Exercise goal = Every line below that contains the word "Result" must be copied.
(Records supplied begins)
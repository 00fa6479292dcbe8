// src/upstream.rs
//! HTTP client for the ingestion service.
//!
//! One request per upload, bounded by the configured timeout. Nothing is
//! retried; a failure is reported to the caller straight away.

use std::time::Duration;

use actix_web::http::StatusCode;
use reqwest::multipart::{Form, Part};
use tracing::{error, info, warn};

use crate::errors::{ApiError, ErrorBody};
use crate::monitoring::metrics;
use crate::monitoring::RequestContext;
use crate::multipart::{Upload, FILE_FIELD};

pub const PROCESS_PDF_PATH: &str = "/process_pdf";
const UPSTREAM_ERROR_DETAIL: &str = "Ingestion service error";

/// A successful (2xx) ingestion response, relayed as-is.
#[derive(Debug, Clone)]
pub struct UpstreamReply {
    pub status: StatusCode,
    pub body: Vec<u8>,
}

#[derive(Clone)]
pub struct IngestionClient {
    http: reqwest::Client,
    base_url: String,
}

impl IngestionClient {
    pub fn new(base_url: impl Into<String>, timeout: Duration) -> Result<Self, reqwest::Error> {
        let http = reqwest::Client::builder().timeout(timeout).build()?;
        Ok(Self {
            http,
            base_url: base_url.into().trim_end_matches('/').to_string(),
        })
    }

    pub fn base_url(&self) -> &str {
        &self.base_url
    }

    pub async fn process_pdf(
        &self,
        ctx: &RequestContext,
        upload: Upload,
    ) -> Result<UpstreamReply, ApiError> {
        let url = format!("{}{}", self.base_url, PROCESS_PDF_PATH);
        let size = upload.len();
        let part = Part::bytes(upload.data)
            .file_name(upload.filename.clone())
            .mime_str("application/pdf")
            .map_err(|e| {
                error!(request_id = %ctx.request_id, error = %e, "failed to build multipart part");
                ApiError::Internal
            })?;
        let form = Form::new().part(FILE_FIELD, part);

        info!(
            request_id = %ctx.request_id,
            filename = %upload.filename,
            bytes = size,
            url = %url,
            "forwarding upload to ingestion service"
        );

        let response = self
            .http
            .post(&url)
            .multipart(form)
            .send()
            .await
            .map_err(|e| transport_error(ctx, &e))?;

        let status = StatusCode::from_u16(response.status().as_u16())
            .unwrap_or(StatusCode::BAD_GATEWAY);
        let body = response
            .bytes()
            .await
            .map_err(|e| transport_error(ctx, &e))?
            .to_vec();

        if status.is_success() {
            metrics::UPLOADS_FORWARDED_TOTAL.inc();
            return Ok(UpstreamReply { status, body });
        }

        let detail = sanitized_detail(status, &body);
        warn!(
            request_id = %ctx.request_id,
            status = status.as_u16(),
            detail = %detail,
            "ingestion service returned an error"
        );
        metrics::record_upstream_failure("status");
        Err(ApiError::UpstreamError { status, detail })
    }
}

/// Map a transport failure: timeouts to 504, anything else (refused, reset, DNS) to 503.
fn transport_error(ctx: &RequestContext, err: &reqwest::Error) -> ApiError {
    if err.is_timeout() {
        error!(request_id = %ctx.request_id, error = %err, "ingestion service timed out");
        metrics::record_upstream_failure("timeout");
        ApiError::UpstreamTimeout
    } else {
        error!(request_id = %ctx.request_id, error = %err, "ingestion service unreachable");
        metrics::record_upstream_failure("unavailable");
        ApiError::UpstreamUnavailable
    }
}

/// Client errors keep the upstream `detail` (already written for clients);
/// server errors and unparseable bodies get a fixed message.
pub fn sanitized_detail(status: StatusCode, body: &[u8]) -> String {
    if status.is_client_error() {
        if let Ok(parsed) = serde_json::from_slice::<ErrorBody>(body) {
            if !parsed.detail.trim().is_empty() {
                return parsed.detail;
            }
        }
    }
    UPSTREAM_ERROR_DETAIL.to_string()
}

#[cfg(test)]
mod tests {
    use super::*;

    #[test]
    fn test_client_error_detail_is_relayed() {
        let body = br#"{"detail":"Only PDF files are allowed"}"#;
        assert_eq!(
            sanitized_detail(StatusCode::BAD_REQUEST, body),
            "Only PDF files are allowed"
        );
    }

    #[test]
    fn test_server_error_detail_is_replaced() {
        let body = br#"{"detail":"Traceback: sqlite3.OperationalError"}"#;
        assert_eq!(
            sanitized_detail(StatusCode::INTERNAL_SERVER_ERROR, body),
            UPSTREAM_ERROR_DETAIL
        );
    }

    #[test]
    fn test_unparseable_body_is_replaced() {
        assert_eq!(
            sanitized_detail(StatusCode::NOT_FOUND, b"<html>nope</html>"),
            UPSTREAM_ERROR_DETAIL
        );
    }

    #[test]
    fn test_base_url_trailing_slash_trimmed() {
        let client = IngestionClient::new("http://ingestion:8001/", Duration::from_secs(1)).unwrap();
        assert_eq!(client.base_url(), "http://ingestion:8001");
    }
}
(Records supplied ends)
Exercise response =
    pub fn new(base_url: impl Into<String>, timeout: Duration) -> Result<Self, reqwest::Error> {
    ) -> Result<UpstreamReply, ApiError> {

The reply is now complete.